Les relations DSI-Métiers Le BRM : Business Relationship Management

par Catherine Gapaillard
  
Depuis des années, les entreprises cherchent à améliorer leurs schémas directeurs informatiques et le déroulement des projets. Elles constatent qu’elles ont souvent du mal à rapprocher leurs objectifs de la stratégie globale de l’entreprise. Lorsqu’on pousse l’analyse on s’aperçoit que cette situation est très souvent liée à des problèmes relationnels entre les informaticiens, la direction générale et les responsables des métiers. Elle est due notamment à des différences de culture, de formation d’origine et des manières différentes de s’exprimer. Le cœur de ces difficultés tient à la manière dont se déroulent les relations entre la DSI, la direction générale et les métiers.
Ce n’est pas uniquement un problème français. On le retrouve ces mêmes difficultés problèmes dans tous les pays du monde. Une association internationale a été créée en 2013 pour améliorer cette situation. Elle s’appelle le BRM Institute, pour Business Relationship Management. Voir le site du BRM Institute, voir aussi sur Wikipedia la définition du Business relationship management en anglais. En deux ans près de 15.000 personnes ont déjà adhéré à cette association. Elle a défini un corpus de connaissance (Vous pouvez lire gratuitement les 21 premières pages du document sur 125), mis en place un programme de développement professionnel et assure la certification des professionnels.

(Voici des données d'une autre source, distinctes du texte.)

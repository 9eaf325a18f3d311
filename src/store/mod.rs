// Typed object store for Workflow resources
//
// The reconciler only talks to the store through this trait so it can run
// against the API server, the in-memory store, or a mock.

pub mod cluster;
pub mod memory;

use async_trait::async_trait;
use futures::stream::BoxStream;
use kube::runtime::watcher;

#[cfg(any(test, feature = "testing"))]
use mockall::automock;

use crate::api::{Workflow, WorkflowRef};
use crate::error::StoreError;

pub use cluster::ClusterStore;
pub use memory::MemoryStore;

/// Watch stream in the shape `kube::runtime::watcher` produces
pub type WatchStream = BoxStream<'static, Result<watcher::Event<Workflow>, watcher::Error>>;

#[cfg_attr(any(test, feature = "testing"), automock)]
#[async_trait]
pub trait WorkflowStore: Send + Sync {
    /// Fetch the latest copy of a workflow
    async fn get(&self, key: &WorkflowRef) -> Result<Workflow, StoreError>;

    async fn list(&self) -> Result<Vec<Workflow>, StoreError>;

    async fn create(&self, workflow: Workflow) -> Result<Workflow, StoreError>;

    /// Replace spec and status. Fails with `Conflict` on a stale resource version.
    async fn update(&self, workflow: Workflow) -> Result<Workflow, StoreError>;

    /// Replace only the status. Fails with `Conflict` on a stale resource version.
    async fn update_status(&self, workflow: Workflow) -> Result<Workflow, StoreError>;

    /// Remove a workflow, or mark it deleting while finalizers remain
    async fn delete(&self, key: &WorkflowRef) -> Result<(), StoreError>;

    /// Initial listing followed by changes, for the controller's reflector
    fn watch(&self) -> WatchStream;
}
//! Mock driver reconciler for Workflow resources.
//!
//! For every driver status entry owned by this driver and watching the
//! workflow's desired state, the reconciler reads the `#DW` directive the
//! entry points at and reports progress the way a real driver would:
//!
//! | action     | effect                                                   |
//! |------------|----------------------------------------------------------|
//! | `complete` | entry is marked completed with a completion timestamp    |
//! | `wait`     | nothing; something outside this process completes it     |
//! | `error`    | message/error recorded, status derived from `severity`   |

use chrono::{DateTime, SubsecRound, Utc};
use kube::runtime::controller::Action;
use std::sync::Arc;
use tracing::{debug, error, info, instrument, warn};

use crate::api::{DriverStatus, Severity, StatusCode, Workflow, WorkflowRef, WorkflowState};
use crate::dwdparse::{build_args_map, DirectiveArgs};
use crate::error::{DriverError, Result};
use crate::observability::ReconcileMetrics;
use crate::store::WorkflowStore;
use crate::updater::StatusUpdater;

/// Driver identity used when none is configured
pub const DEFAULT_DRIVER_ID: &str = "tester";

/// Outcome of applying one directive to one driver status entry
#[derive(Debug, Clone, Copy, PartialEq, Eq)]
pub enum Transition {
    Completed,
    /// Left pending for external completion
    Waiting,
    /// Error recorded; carries the resulting status
    Failed(StatusCode),
}

/// Apply a parsed directive to a driver status entry.
///
/// `complete` and `error` mutate the entry; `wait` leaves it untouched.
/// Any other action is rejected without touching the entry.
pub fn apply_directive(
    entry: &mut DriverStatus,
    directive: &str,
    args: &DirectiveArgs,
    now: DateTime<Utc>,
) -> Result<Transition> {
    match args.action() {
        Some("complete") => {
            entry.completed = true;
            entry.status = StatusCode::Completed;
            entry.complete_time = Some(now);
            Ok(Transition::Completed)
        }
        Some("wait") => Ok(Transition::Waiting),
        Some("error") => {
            let message = args.message();
            entry.message = format!("Reported error: {message}");
            // Directive tokens cannot contain spaces, so messages use underscores
            entry.error = message.replace('_', " ");

            match Severity::status_for(args.severity()) {
                Ok(status) => entry.status = status,
                Err(e) => {
                    entry.status = StatusCode::Error;
                    entry.message = format!("Internal error: {e}");
                    entry.error = e.to_string();
                }
            }
            Ok(Transition::Failed(entry.status))
        }
        other => Err(DriverError::UnsupportedAction {
            action: other.unwrap_or_default().to_string(),
            directive: directive.to_string(),
        }),
    }
}

/// Current time at the precision the status record stores
pub fn now_micros() -> DateTime<Utc> {
    Utc::now().trunc_subsecs(6)
}

pub struct WorkflowReconciler {
    store: Arc<dyn WorkflowStore>,
    driver_id: String,
    metrics: Arc<ReconcileMetrics>,
}

impl WorkflowReconciler {
    pub fn new(store: Arc<dyn WorkflowStore>, driver_id: impl Into<String>) -> Self {
        Self::with_metrics(store, driver_id, Arc::new(ReconcileMetrics::new()))
    }

    pub fn with_metrics(
        store: Arc<dyn WorkflowStore>,
        driver_id: impl Into<String>,
        metrics: Arc<ReconcileMetrics>,
    ) -> Self {
        Self {
            store,
            driver_id: driver_id.into(),
            metrics,
        }
    }

    pub fn driver_id(&self) -> &str {
        &self.driver_id
    }

    pub fn metrics(&self) -> &Arc<ReconcileMetrics> {
        &self.metrics
    }

    pub fn store(&self) -> &Arc<dyn WorkflowStore> {
        &self.store
    }

    /// Reconcile one workflow.
    ///
    /// A missing workflow is not an error. Deleting, ready, and
    /// mid-transition workflows are left alone. Otherwise status changes
    /// are written back in a single update, even if a later entry failed.
    #[instrument(skip(self), fields(workflow = %key, driver_id = %self.driver_id))]
    pub async fn reconcile(&self, key: &WorkflowRef) -> Result<Action> {
        info!("Reconciling Workflow");
        self.metrics.record_reconcile();

        let mut workflow = match self.store.get(key).await {
            Ok(workflow) => workflow,
            Err(e) if e.is_not_found() => {
                debug!("Workflow no longer exists");
                return Ok(Action::await_change());
            }
            Err(e) => {
                self.metrics.record_error();
                return Err(e.into());
            }
        };

        if workflow.is_deleting() {
            debug!("Workflow is being deleted");
            self.metrics.record_skip();
            return Ok(Action::await_change());
        }

        if workflow.is_ready() {
            debug!(state = %workflow.observed_state(), "Workflow already ready");
            self.metrics.record_skip();
            return Ok(Action::await_change());
        }

        if !workflow.has_settled() {
            debug!(
                state = %workflow.observed_state(),
                desired_state = %workflow.spec.desired_state,
                "Workflow transitioning states"
            );
            self.metrics.record_skip();
            return Ok(Action::await_change());
        }

        info!(desired_state = %workflow.spec.desired_state, "Reconciling Workflow Driver Statuses");

        let updater = StatusUpdater::new(&workflow).with_metrics(Arc::clone(&self.metrics));
        let result = self.reconcile_drivers(&mut workflow);
        let result = updater
            .close_with_update(self.store.as_ref(), &workflow, result)
            .await;

        if let Err(e) = &result {
            self.metrics.record_error();
            error!(error = %e, retryable = e.is_retryable(), "Reconcile failed");
        }

        result.map(|_| Action::await_change())
    }

    fn is_actionable(&self, entry: &DriverStatus, desired_state: WorkflowState) -> bool {
        entry.driver_id == self.driver_id
            && entry.watch_state == desired_state
            && !entry.is_settled()
    }

    fn reconcile_drivers(&self, workflow: &mut Workflow) -> Result<()> {
        let desired_state = workflow.spec.desired_state;
        let directives = &workflow.spec.dw_directives;
        let Some(status) = workflow.status.as_mut() else {
            debug!("Workflow has no driver statuses yet");
            return Ok(());
        };
        let now = now_micros();

        for (index, entry) in status.drivers.iter_mut().enumerate() {
            if !self.is_actionable(entry, desired_state) {
                continue;
            }

            let directive = directives.get(entry.dwd_index).ok_or_else(|| {
                DriverError::DirectiveIndexOutOfRange {
                    index: entry.dwd_index,
                    len: directives.len(),
                }
            })?;

            let args = build_args_map(directive).map_err(|source| {
                error!(directive = %directive, error = %source, "Could not parse driver args from directive");
                DriverError::Directive {
                    directive: directive.clone(),
                    source,
                }
            })?;

            match apply_directive(entry, directive, &args, now)? {
                Transition::Completed => {
                    info!(entry = index, "Completing workflow driver status");
                    self.metrics.record_completed();
                }
                Transition::Waiting => {
                    info!(
                        entry = index,
                        desired_state = %desired_state,
                        "Driver waiting on external completion"
                    );
                    self.metrics.record_waiting();
                }
                Transition::Failed(code) => {
                    warn!(
                        entry = index,
                        status = %code,
                        error = %entry.error,
                        "Failing workflow driver status"
                    );
                    self.metrics.record_failed();
                }
            }
        }

        Ok(())
    }
}
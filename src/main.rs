use anyhow::Result;
use clap::Parser;

use dws_test_driver::cli::{commands, Cli};
use dws_test_driver::config::DriverConfig;
use dws_test_driver::telemetry::{init_telemetry, shutdown_telemetry};

#[tokio::main]
async fn main() -> Result<()> {
    let cli = Cli::parse();

    DriverConfig::load_env_file()?;
    let mut config = DriverConfig::load(cli.config.as_deref())?;
    if let Some(driver_id) = cli.driver_id {
        config.driver.driver_id = driver_id;
        config.validate()?;
    }

    init_telemetry(&config.observability)?;
    tracing::info!(driver_id = %config.driver.driver_id, "Configuration loaded successfully");

    let result = commands::execute(cli.command, &config).await;

    shutdown_telemetry();
    result
}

Les enjeux des relations DSI-Métiers 

A la base des difficultés rencontrées il y a le comportement des informaticiens. Certains sont des introvertis, c’est-à-dire qu’ils ont tendance à traiter seuls les problèmes. D’autres sont des extravertis car ils cherchent à les résoudre en interagissant avec d’autres. Selon une étude d’IDG Connect Research 53 % des DSI se considèrent comme des introvertis et seulement 20 % sont des extravertis. Notons que 24 % estiment être à la fois les deux et 3 % ne se prononcent pas.
De par leur nature les extravertis développent plus de compétences relationnelles que les introvertis. Ils sont capables d’échanger avec les autres. Ils ont naturellement tendance à aller spontanément au-devant des métiers. Ils anticipent les problèmes et vont vers les métiers pour essayer de les résoudre.
Les DSI et les informaticiens sont la plupart du temps des ingénieurs. C’est un type de formation qui pousse à avoir des comportements plutôt introvertis. La culture de certaines entreprises n’arrange pas les choses. Dans l’administration les relations sont formalisées et chacun tend à rester dans son domaine en ignorant ce que font les autres. Mais n’accablons pas le secteur public car dans certaines entreprises ce n’est pas mieux.
Selon une étude de Devoteam seulement un DSI sur trois a mis en place une stratégie de communication avec les métiers. Selon une autre étude du Gartner Research Circle, la moitié des directeurs généraux maîtrisent mal ou très mal des problématiques liées à l’informatique ([1]). Ces deux faits expliquent en grande partie les difficultés rencontrées par les DSI.
Il y a quelques années McKinsey et le CIGREF ont effectués trois études successives sur les relations de la DSI avec les directions générales et les directions métiers. (Cliquer ici pour lire les rapport publiées en 2002, 2004 et 2008).
Première constatation : les DSI attendent d’avoir un positionnement formel, notamment en termes de rattachement à la direction générale et de participation au comité de direction. A l’inverse, les directeurs généraux privilégient un dialogue informel avec les métiers car ils confièrent que le positionnement n’est pas si important. Ce sont bien deux visions différentes.
Autre facteur de désaccord : 90 % des DSI considèrent qu’ils doivent participer à l’élaboration de la stratégie de l’entreprise. Les directeurs généraux pensent que leur rôle est plus technique et opérationnel. Dans ces conditions, ont comprend les fréquentes tensions observées au tour de la DSI et des projets.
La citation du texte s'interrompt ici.